**What to work on**
Once the line with "Per-frame uniform block." is found in the entries below, print it and each following line exactly, stopping after the line with "Packs into the"; print nothing else.

(Records from a dataset)
--- --- ---

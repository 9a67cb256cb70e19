//! Presenter - Main Entry Point
//!
//! Opens a window, uploads a textured quad and presents it every frame
//! through a double-buffered Vulkan swapchain.

use std::time::Duration;

use anyhow::Result;
use tracing::{error, info, warn};
use winit::application::ApplicationHandler;
use winit::event::WindowEvent;
use winit::event_loop::{ActiveEventLoop, ControlFlow, EventLoop};
use winit::window::WindowId;

use presenter_core::{FrameStats, RendererConfig, Timer};
use presenter_platform::Window;
use presenter_renderer::{QUAD_INDICES, VulkanContext, quad_vertices, vk};

const REPORT_INTERVAL: Duration = Duration::from_secs(5);
const CHECKER_SIZE: u32 = 8;

/// RGBA8 checkerboard used as the quad's texture.
fn checkerboard(size: u32) -> Vec<u8> {
    (0..size * size)
        .flat_map(|i| {
            let (x, y) = (i % size, i / size);
            if (x + y) % 2 == 0 {
                [255, 255, 255, 255]
            } else {
                [40, 40, 40, 255]
            }
        })
        .collect()
}

struct App {
    config: RendererConfig,
    // Field order is drop order: the context must go before its window.
    context: Option<VulkanContext>,
    window: Option<Window>,
    timer: Timer,
    stats: FrameStats,
}

impl App {
    fn new(config: RendererConfig) -> Self {
        Self {
            config,
            context: None,
            window: None,
            timer: Timer::new(),
            stats: FrameStats::new(REPORT_INTERVAL),
        }
    }

    fn init(&mut self, event_loop: &ActiveEventLoop) -> Result<()> {
        let window = Window::new(event_loop, &self.config)?;
        let mut context = VulkanContext::new(&window, &self.config)?;

        let renderer = context.renderer_mut();
        let quad = renderer.upload_mesh(&quad_vertices(), &QUAD_INDICES)?;
        renderer.add_draw(quad);
        let extent = vk::Extent2D {
            width: CHECKER_SIZE,
            height: CHECKER_SIZE,
        };
        renderer.upload_texture(extent, &checkerboard(CHECKER_SIZE))?;

        self.context = Some(context);
        self.window = Some(window);
        Ok(())
    }

    fn redraw(&mut self, event_loop: &ActiveEventLoop) {
        let Some(context) = self.context.as_mut() else {
            return;
        };

        let frame_time = self.timer.tick();
        match context.render_frame() {
            Ok(_) => self.stats.record(frame_time),
            Err(e) if e.is_presentation_lost() => {
                error!("{}; shutting down", e);
                event_loop.exit();
                return;
            }
            Err(e) => {
                error!("Render error: {}", e);
                event_loop.exit();
                return;
            }
        }

        if let Some(report) = self.stats.take_report() {
            info!(
                "{} frames ({} total), {:.2} ms/frame, {:.1} fps",
                report.frames, report.total_frames, report.average_frame_ms, report.fps
            );
        }
    }
}

impl ApplicationHandler for App {
    fn resumed(&mut self, event_loop: &ActiveEventLoop) {
        if self.context.is_some() {
            return;
        }
        match self.init(event_loop) {
            Ok(()) => info!("Initialization complete, entering main loop"),
            Err(e) => {
                error!("Failed to initialize: {:#}", e);
                event_loop.exit();
            }
        }
    }

    fn window_event(&mut self, event_loop: &ActiveEventLoop, _id: WindowId, event: WindowEvent) {
        match event {
            WindowEvent::CloseRequested => {
                info!("Close requested, shutting down");
                event_loop.exit();
            }
            WindowEvent::Resized(size) => {
                if let Some(ref mut window) = self.window {
                    window.resize(size.width, size.height);
                }
                if let Some(ref mut context) = self.context {
                    context.resize(size.width, size.height);
                }
            }
            WindowEvent::RedrawRequested => self.redraw(event_loop),
            _ => {}
        }
    }

    fn about_to_wait(&mut self, _event_loop: &ActiveEventLoop) {
        if let Some(ref window) = self.window {
            window.request_redraw();
        }
    }

    fn exiting(&mut self, _event_loop: &ActiveEventLoop) {
        if let Some(context) = self.context.take() {
            let stats = context.renderer().stats();
            info!(
                "Presented {} frames, {} skipped, {} swapchain rebuilds",
                stats.frames_presented, stats.skipped, stats.recreations
            );
        }
        if self.stats.total_frames() == 0 {
            warn!("Exited before any frame was presented");
        }
    }
}

fn main() -> Result<()> {
    presenter_core::init_logging();
    info!("Starting presenter");

    let config = RendererConfig::default();
    config.validate()?;

    let event_loop = EventLoop::new()?;
    event_loop.set_control_flow(ControlFlow::Poll);

    let mut app = App::new(config);
    event_loop.run_app(&mut app)?;

    Ok(())
}

#[cfg(test)]
mod tests {
    use super::*;

    #[test]
    fn test_checkerboard_is_rgba8() {
        let pixels = checkerboard(4);
        assert_eq!(pixels.len(), 4 * 4 * 4);
        assert_eq!(&pixels[0..4], &[255, 255, 255, 255]);
        assert_eq!(&pixels[4..8], &[40, 40, 40, 255]);
        assert_eq!(&pixels[16..20], &[40, 40, 40, 255]);
    }
}
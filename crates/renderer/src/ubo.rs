//! Per-frame uniform block.
//!
//! Must match the `FrameData` uniform block in the quad shaders. Uses
//! `#[repr(C)]` and `Pod` so it can be written to a mapped buffer as bytes.

use bytemuck::{Pod, Zeroable};
use glam::{Mat4, Vec3};

/// Transform and tessellation levels written into each frame slot.
///
/// # Memory Layout
///
/// - Offset 0: model matrix (64 bytes)
/// - Offset 64: view matrix (64 bytes)
/// - Offset 128: projection matrix (64 bytes)
/// - Offset 192: outer tessellation levels (12 bytes)
/// - Offset 204: inner tessellation level (4 bytes)
/// - Total size: 208 bytes
#[repr(C)]
#[derive(Clone, Copy, Debug, PartialEq, Pod, Zeroable)]
pub struct FrameUniforms {
    pub model: Mat4,
    pub view: Mat4,
    pub projection: Mat4,
    pub tess_level_outer: Vec3,
    /// Packs into the std140 slot after `tess_level_outer`.
    pub tess_level_inner: f32,
}

impl FrameUniforms {
    /// Size of the struct in bytes.
    pub const SIZE: usize = std::mem::size_of::<Self>();

    pub fn new(model: Mat4, view: Mat4, projection: Mat4) -> Self {
        Self {
            model,
            view,
            projection,
            ..Self::default()
        }
    }

    pub fn with_tess_levels(mut self, outer: Vec3, inner: f32) -> Self {
        self.tess_level_outer = outer;
        self.tess_level_inner = inner;
        self
    }
}

impl Default for FrameUniforms {
    /// Identity transforms and undivided patches.
    fn default() -> Self {
        Self {
            model: Mat4::IDENTITY,
            view: Mat4::IDENTITY,
            projection: Mat4::IDENTITY,
            tess_level_outer: Vec3::ONE,
            tess_level_inner: 1.0,
        }
    }
}

#[cfg(test)]
mod tests {
    use super::*;

    #[test]
    fn test_frame_uniforms_layout() {
        // 3 Mat4 (3 * 64) + Vec3 (12) + f32 (4) = 208 bytes
        assert_eq!(FrameUniforms::SIZE, 208);
        assert_eq!(std::mem::align_of::<FrameUniforms>(), 16);
        assert_eq!(
            std::mem::offset_of!(FrameUniforms, tess_level_inner),
            204
        );
    }

    #[test]
    fn test_default_is_identity() {
        let uniforms = FrameUniforms::default();
        assert_eq!(uniforms.model, Mat4::IDENTITY);
        assert_eq!(uniforms.projection, Mat4::IDENTITY);
        assert_eq!(uniforms.tess_level_outer, Vec3::ONE);
        assert_eq!(uniforms.tess_level_inner, 1.0);
    }

    #[test]
    fn test_bytes_cover_whole_block() {
        let uniforms = FrameUniforms::new(
            Mat4::from_scale(Vec3::splat(2.0)),
            Mat4::IDENTITY,
            Mat4::IDENTITY,
        )
        .with_tess_levels(Vec3::new(4.0, 4.0, 4.0), 3.0);
        let bytes = bytemuck::bytes_of(&uniforms);
        assert_eq!(bytes.len(), FrameUniforms::SIZE);
        assert_eq!(&bytes[204..208], &3.0f32.to_le_bytes());
    }
}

--- --- ---

**Task result**
//! Per-frame uniform block.
//!
//! Must match the `FrameData` uniform block in the quad shaders. Uses
//! `#[repr(C)]` and `Pod` so it can be written to a mapped buffer as bytes.

use bytemuck::{Pod, Zeroable};
use glam::{Mat4, Vec3};

/// Transform and tessellation levels written into each frame slot.
///
/// # Memory Layout
///
/// - Offset 0: model matrix (64 bytes)
/// - Offset 64: view matrix (64 bytes)
/// - Offset 128: projection matrix (64 bytes)
/// - Offset 192: outer tessellation levels (12 bytes)
/// - Offset 204: inner tessellation level (4 bytes)
/// - Total size: 208 bytes
#[repr(C)]
#[derive(Clone, Copy, Debug, PartialEq, Pod, Zeroable)]
pub struct FrameUniforms {
    pub model: Mat4,
    pub view: Mat4,
    pub projection: Mat4,
    pub tess_level_outer: Vec3,
    /// Packs into the std140 slot after `tess_level_outer`.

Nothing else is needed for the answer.